Different nozzles wont make any difference to clogging, they just change how fine a mist is produced in the case of MistKing nozzles. If you want to prolong time between cleaning then perhaps invest in a reverse osmosis system?

As to balls in nozzles, not the ones from Pollywog there isn't. All that is inside them is a piece of very fine metal mesh, same as in the Dartfrog nozzles.  I actually found I got a finer spray after removing this mesh in a nozzle where I lost it whilst cleaning it. The only difference between Pollywog nozzles and Dartfrog nozzles is that the Dartfrog ones come with a nylon spacer ring so you know how far in to screw the white nozzle piece.

Ade


----------



## pollywog (Oct 6, 2005)

What exactly are you using to soften the water - chemicals? what type of filter? Unless you're using an RO system or distillery it may not be having much of an effect on the actual mineral content - do you still get deposits on the glass from the softened water?

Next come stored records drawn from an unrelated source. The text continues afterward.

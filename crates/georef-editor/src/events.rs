//! Change notifications.
//!
//! Each editor owns one [`Listeners`] table. Listeners are plain callables
//! registered per event kind and removed by `Rc` identity.

use georef_core::{GeoCorners, Shape};
use serde::{Deserialize, Serialize};
use smallvec::SmallVec;
use std::fmt;
use std::rc::Rc;

#[derive(Debug, Clone, Copy, PartialEq, Eq, Hash, Serialize, Deserialize)]
#[serde(rename_all = "camelCase")]
pub enum EventKind {
    /// The first shape was finalized by a create gesture.
    BoundsCreated,
    /// A move, resize or rotate gesture finished, or corners were set.
    TransformChanged,
    /// The editor switched between create and edit mode.
    ModeChanged,
}

impl EventKind {
    pub const ALL: [EventKind; 3] = [
        EventKind::BoundsCreated,
        EventKind::TransformChanged,
        EventKind::ModeChanged,
    ];

    fn slot(self) -> usize {
        match self {
            Self::BoundsCreated => 0,
            Self::TransformChanged => 1,
            Self::ModeChanged => 2,
        }
    }

    pub fn name(self) -> &'static str {
        match self {
            Self::BoundsCreated => "boundsCreated",
            Self::TransformChanged => "transformChanged",
            Self::ModeChanged => "modeChanged",
        }
    }

    pub fn from_name(name: &str) -> Option<Self> {
        Self::ALL.into_iter().find(|k| k.name() == name)
    }
}

/// Create mode: no shape yet. Edit mode: a shape exists.
#[derive(Debug, Clone, Copy, PartialEq, Eq, Default, Serialize, Deserialize)]
#[serde(rename_all = "camelCase")]
pub enum EditorMode {
    #[default]
    Create,
    Edit,
}

/// What listeners receive.
#[derive(Debug, Clone, PartialEq, Serialize)]
#[serde(rename_all = "camelCase")]
pub struct StateSnapshot {
    pub event: EventKind,
    pub mode: EditorMode,
    pub shape: Option<Shape>,
    #[serde(skip_serializing_if = "Option::is_none")]
    pub geo_corners: Option<GeoCorners>,
}

pub type Listener = Rc<dyn Fn(&StateSnapshot)>;

#[derive(Default)]
pub struct Listeners {
    slots: [SmallVec<[Listener; 2]>; 3],
}

impl fmt::Debug for Listeners {
    fn fmt(&self, f: &mut fmt::Formatter<'_>) -> fmt::Result {
        f.debug_struct("Listeners")
            .field("bounds_created", &self.slots[0].len())
            .field("transform_changed", &self.slots[1].len())
            .field("mode_changed", &self.slots[2].len())
            .finish()
    }
}

impl Listeners {
    pub fn new() -> Self {
        Self::default()
    }

    pub fn add(&mut self, kind: EventKind, listener: Listener) {
        self.slots[kind.slot()].push(listener);
    }

    /// Remove one registration of `listener`. Returns whether it was found.
    pub fn remove(&mut self, kind: EventKind, listener: &Listener) -> bool {
        let slot = &mut self.slots[kind.slot()];
        match slot.iter().position(|l| Rc::ptr_eq(l, listener)) {
            Some(i) => {
                slot.remove(i);
                true
            }
            None => false,
        }
    }

    pub fn clear(&mut self, kind: EventKind) {
        self.slots[kind.slot()].clear();
    }

    pub fn clear_all(&mut self) {
        for slot in &mut self.slots {
            slot.clear();
        }
    }

    pub fn len(&self, kind: EventKind) -> usize {
        self.slots[kind.slot()].len()
    }

    pub fn is_empty(&self) -> bool {
        self.slots.iter().all(SmallVec::is_empty)
    }

    /// Call every listener registered for `snapshot.event`, in
    /// registration order.
    pub fn emit(&self, snapshot: &StateSnapshot) {
        let slot = &self.slots[snapshot.event.slot()];
        log::trace!("emit {:?} to {} listener(s)", snapshot.event, slot.len());
        for listener in slot {
            listener(snapshot);
        }
    }
}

If by greenhouse misting systems you mean one that works on mains pressure then you'll only be getting around 4-5 bar. The type of pump we supply puts out up to 15 bar.


----------



## pollywog (Oct 6, 2005)

> As to balls in nozzles, not the ones from Pollywog there isn't. All that is inside them is a piece of very fine metal mesh, same as in the Dartfrog nozzles.  I actually found I got a finer spray after removing this mesh in a nozzle where I lost it whilst cleaning it. The only difference between Pollywog nozzles and Dartfrog nozzles is that the Dartfrog ones come with a nylon spacer ring so you know how far in to screw the white nozzle piece.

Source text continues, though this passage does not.